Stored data
────────────────────────────────────────
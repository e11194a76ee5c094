// Effect dispatch
//
// The dispatcher is the total routing function from any effect to the one
// interpreter for its family. It holds no state of its own beyond the
// interpreter handles, so one dispatcher can serve any number of concurrent
// drivers.

use std::fmt;
use std::sync::Arc;

use async_trait::async_trait;

use crate::effect::{Effect, EffectResult};
use crate::interpreter::{
    CacheInterpreter, MessagingInterpreter, ObjectInterpreter, StorageInterpreter,
    TransportInterpreter, Unconfigured,
};
use crate::outcome::Outcome;

/// Anything that can interpret an arbitrary effect
#[async_trait]
pub trait Dispatch: Send + Sync {
    async fn interpret(&self, effect: Effect) -> Outcome<EffectResult>;
}

#[async_trait]
impl<D: Dispatch + ?Sized> Dispatch for Arc<D> {
    async fn interpret(&self, effect: Effect) -> Outcome<EffectResult> {
        (**self).interpret(effect).await
    }
}

/// Routes each effect to its family's interpreter
#[derive(Clone)]
pub struct Dispatcher {
    storage: Arc<dyn StorageInterpreter>,
    object: Arc<dyn ObjectInterpreter>,
    cache: Arc<dyn CacheInterpreter>,
    messaging: Arc<dyn MessagingInterpreter>,
    transport: Arc<dyn TransportInterpreter>,
}

impl Dispatcher {
    /// A dispatcher with an interpreter for every family
    pub fn new(
        storage: Arc<dyn StorageInterpreter>,
        object: Arc<dyn ObjectInterpreter>,
        cache: Arc<dyn CacheInterpreter>,
        messaging: Arc<dyn MessagingInterpreter>,
        transport: Arc<dyn TransportInterpreter>,
    ) -> Self {
        Self {
            storage,
            object,
            cache,
            messaging,
            transport,
        }
    }

    /// Start from a dispatcher where every family is unconfigured
    pub fn builder() -> DispatcherBuilder {
        DispatcherBuilder::default()
    }
}

#[async_trait]
impl Dispatch for Dispatcher {
    async fn interpret(&self, effect: Effect) -> Outcome<EffectResult> {
        // One arm per family. Adding a family to `Effect` must add an arm here.
        match effect {
            Effect::Storage(effect) => self.storage.handle(effect).await.map(EffectResult::Storage),
            Effect::Object(effect) => self.object.handle(effect).await.map(EffectResult::Object),
            Effect::Cache(effect) => self.cache.handle(effect).await.map(EffectResult::Cache),
            Effect::Messaging(effect) => self
                .messaging
                .handle(effect)
                .await
                .map(EffectResult::Messaging),
            Effect::Transport(effect) => self
                .transport
                .handle(effect)
                .await
                .map(EffectResult::Transport),
        }
    }
}

impl fmt::Debug for Dispatcher {
    fn fmt(&self, f: &mut fmt::Formatter<'_>) -> fmt::Result {
        f.debug_struct("Dispatcher").finish_non_exhaustive()
    }
}

/// Builder for a [`Dispatcher`] that only needs some families.
///
/// Families left unset are answered by [`Unconfigured`].
#[derive(Default)]
pub struct DispatcherBuilder {
    storage: Option<Arc<dyn StorageInterpreter>>,
    object: Option<Arc<dyn ObjectInterpreter>>,
    cache: Option<Arc<dyn CacheInterpreter>>,
    messaging: Option<Arc<dyn MessagingInterpreter>>,
    transport: Option<Arc<dyn TransportInterpreter>>,
}

impl DispatcherBuilder {
    pub fn storage(mut self, interpreter: Arc<dyn StorageInterpreter>) -> Self {
        self.storage = Some(interpreter);
        self
    }

    pub fn object(mut self, interpreter: Arc<dyn ObjectInterpreter>) -> Self {
        self.object = Some(interpreter);
        self
    }

    pub fn cache(mut self, interpreter: Arc<dyn CacheInterpreter>) -> Self {
        self.cache = Some(interpreter);
        self
    }

    pub fn messaging(mut self, interpreter: Arc<dyn MessagingInterpreter>) -> Self {
        self.messaging = Some(interpreter);
        self
    }

    pub fn transport(mut self, interpreter: Arc<dyn TransportInterpreter>) -> Self {
        self.transport = Some(interpreter);
        self
    }

    pub fn build(self) -> Dispatcher {
        Dispatcher {
            storage: self.storage.unwrap_or_else(|| Arc::new(Unconfigured)),
            object: self.object.unwrap_or_else(|| Arc::new(Unconfigured)),
            cache: self.cache.unwrap_or_else(|| Arc::new(Unconfigured)),
            messaging: self.messaging.unwrap_or_else(|| Arc::new(Unconfigured)),
            transport: self.transport.unwrap_or_else(|| Arc::new(Unconfigured)),
        }
    }
}

#[cfg(test)]
mod tests {
    use super::*;
    use crate::effect::{
        Acknowledge, CacheDelete, CacheEffect, CacheGet, CacheLookup, CacheResult, CacheSet,
        CloseConnection, ConnectionId, DeleteObject, DeleteRecord, EffectFamily, Frame, GetObject,
        GetRecord, ListObjects, Lookup, MessageId, MessagingEffect, MessagingResult, ObjectEffect,
        ObjectResult, Publish, PutObject, PutRecord, QueryRecords, Receive, ReceiveFrame,
        SendFrame, StorageEffect, StorageResult, TransportEffect, TransportResult,
    };
    use crate::outcome::InterpreterError;
    use effectful_error::ErrorKind;

    struct EmptyStorage;

    #[async_trait]
    impl StorageInterpreter for EmptyStorage {
        async fn handle(&self, _effect: StorageEffect) -> Outcome<StorageResult> {
            Ok(StorageResult::Lookup(Lookup::NotFound))
        }
    }

    struct ColdCache;

    #[async_trait]
    impl CacheInterpreter for ColdCache {
        async fn handle(&self, _effect: CacheEffect) -> Outcome<CacheResult> {
            Ok(CacheResult::Lookup(CacheLookup::Miss))
        }
    }

    fn dispatcher() -> Dispatcher {
        Dispatcher::builder()
            .storage(Arc::new(EmptyStorage))
            .cache(Arc::new(ColdCache))
            .build()
    }

    #[tokio::test]
    async fn test_routes_to_family_interpreter() {
        let dispatcher = dispatcher();
        assert_eq!(
            dispatcher.interpret(GetRecord::new("users", "alice").into()).await,
            Ok(EffectResult::Storage(StorageResult::Lookup(Lookup::NotFound)))
        );
        assert_eq!(
            dispatcher.interpret(CacheGet::new("k").into()).await,
            Ok(EffectResult::Cache(CacheResult::Lookup(CacheLookup::Miss)))
        );
    }

    #[tokio::test]
    async fn test_unset_families_are_unsupported() {
        let dispatcher = dispatcher();
        let unset: Vec<Effect> = vec![
            GetObject::new("bucket", "k").into(),
            Receive::new("orders-sub").into(),
            ReceiveFrame::new(ConnectionId::new("c1")).into(),
        ];
        for effect in unset {
            let err = dispatcher.interpret(effect.clone()).await.unwrap_err();
            assert_eq!(err.kind, ErrorKind::Unsupported);
            assert_eq!(err.effect, effect);
            assert!(!err.retryable);
        }
    }

    /// Answers every family, recording which contract each effect arrived on
    #[derive(Default)]
    struct Tally {
        seen: parking_lot::Mutex<Vec<(EffectFamily, Effect)>>,
    }

    impl Tally {
        fn record(&self, family: EffectFamily, effect: Effect) -> InterpreterError {
            self.seen.lock().push((family, effect.clone()));
            InterpreterError::unsupported(effect)
        }
    }

    #[async_trait]
    impl StorageInterpreter for Tally {
        async fn handle(&self, effect: StorageEffect) -> Outcome<StorageResult> {
            Err(self.record(EffectFamily::Storage, effect.into()))
        }
    }

    #[async_trait]
    impl ObjectInterpreter for Tally {
        async fn handle(&self, effect: ObjectEffect) -> Outcome<ObjectResult> {
            Err(self.record(EffectFamily::Object, effect.into()))
        }
    }

    #[async_trait]
    impl CacheInterpreter for Tally {
        async fn handle(&self, effect: CacheEffect) -> Outcome<CacheResult> {
            Err(self.record(EffectFamily::Cache, effect.into()))
        }
    }

    #[async_trait]
    impl MessagingInterpreter for Tally {
        async fn handle(&self, effect: MessagingEffect) -> Outcome<MessagingResult> {
            Err(self.record(EffectFamily::Messaging, effect.into()))
        }
    }

    #[async_trait]
    impl TransportInterpreter for Tally {
        async fn handle(&self, effect: TransportEffect) -> Outcome<TransportResult> {
            Err(self.record(EffectFamily::Transport, effect.into()))
        }
    }

    /// Where each operation belongs. Every variant is named and there is no
    /// wildcard, so a new operation does not compile here until it is listed.
    fn owning_family(effect: &Effect) -> EffectFamily {
        match effect {
            Effect::Storage(
                StorageEffect::Get(_)
                | StorageEffect::Put(_)
                | StorageEffect::Delete(_)
                | StorageEffect::Query(_),
            ) => EffectFamily::Storage,
            Effect::Object(
                ObjectEffect::Put(_)
                | ObjectEffect::Get(_)
                | ObjectEffect::Delete(_)
                | ObjectEffect::List(_),
            ) => EffectFamily::Object,
            Effect::Cache(CacheEffect::Get(_) | CacheEffect::Set(_) | CacheEffect::Delete(_)) => {
                EffectFamily::Cache
            }
            Effect::Messaging(
                MessagingEffect::Publish(_)
                | MessagingEffect::Receive(_)
                | MessagingEffect::Acknowledge(_),
            ) => EffectFamily::Messaging,
            Effect::Transport(
                TransportEffect::Send(_) | TransportEffect::Receive(_) | TransportEffect::Close(_),
            ) => EffectFamily::Transport,
        }
    }

    fn every_operation() -> Vec<Effect> {
        let connection = ConnectionId::new("c1");
        vec![
            GetRecord::new("t", "k").into(),
            PutRecord::new("t", "k", serde_json::json!(1)).into(),
            DeleteRecord::new("t", "k").into(),
            QueryRecords::new("t", "k").into(),
            PutObject::new("b", "k", &b"x"[..]).into(),
            GetObject::new("b", "k").into(),
            DeleteObject::new("b", "k").into(),
            ListObjects::new("b").into(),
            CacheGet::new("k").into(),
            CacheSet::new("k", "v").into(),
            CacheDelete::new("k").into(),
            Publish::new("topic", "p").into(),
            Receive::new("sub").into(),
            Acknowledge::new("sub", MessageId::new("m1")).into(),
            SendFrame::new(connection.clone(), Frame::text("x")).into(),
            ReceiveFrame::new(connection.clone()).into(),
            CloseConnection::normal(connection).into(),
        ]
    }

    #[tokio::test]
    async fn test_every_operation_reaches_its_family() {
        let tally = Arc::new(Tally::default());
        let dispatcher = Dispatcher::new(
            tally.clone(),
            tally.clone(),
            tally.clone(),
            tally.clone(),
            tally.clone(),
        );

        let effects = every_operation();
        for effect in &effects {
            let err = dispatcher.interpret(effect.clone()).await.unwrap_err();
            assert_eq!(&err.effect, effect);
        }

        let seen = tally.seen.lock().clone();
        assert_eq!(seen.len(), effects.len());
        for ((family, routed), sent) in seen.iter().zip(&effects) {
            assert_eq!(routed, sent);
            assert_eq!(*family, owning_family(sent), "{sent} routed to {family}");
        }

        let operations: std::collections::HashSet<(EffectFamily, &str)> = effects
            .iter()
            .map(|effect| (effect.family(), effect.operation()))
            .collect();
        assert_eq!(operations.len(), effects.len());
    }

    #[tokio::test]
    async fn test_shared_through_arc() {
        let shared: Arc<dyn Dispatch> = Arc::new(dispatcher());
        let result = shared.interpret(GetRecord::new("users", "bob").into()).await;
        assert!(result.is_ok());
    }
}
────────────────────────────────────────
- [Activity]: The first line of the records and every line down to the line with "own beyond the" must be quoted exactly; leave out all else.

- [Written solution]:
repository e11194a76ee5c094
// Effect dispatch
//
// The dispatcher is the total routing function from any effect to the one
// interpreter for its family. It holds no state of its own beyond the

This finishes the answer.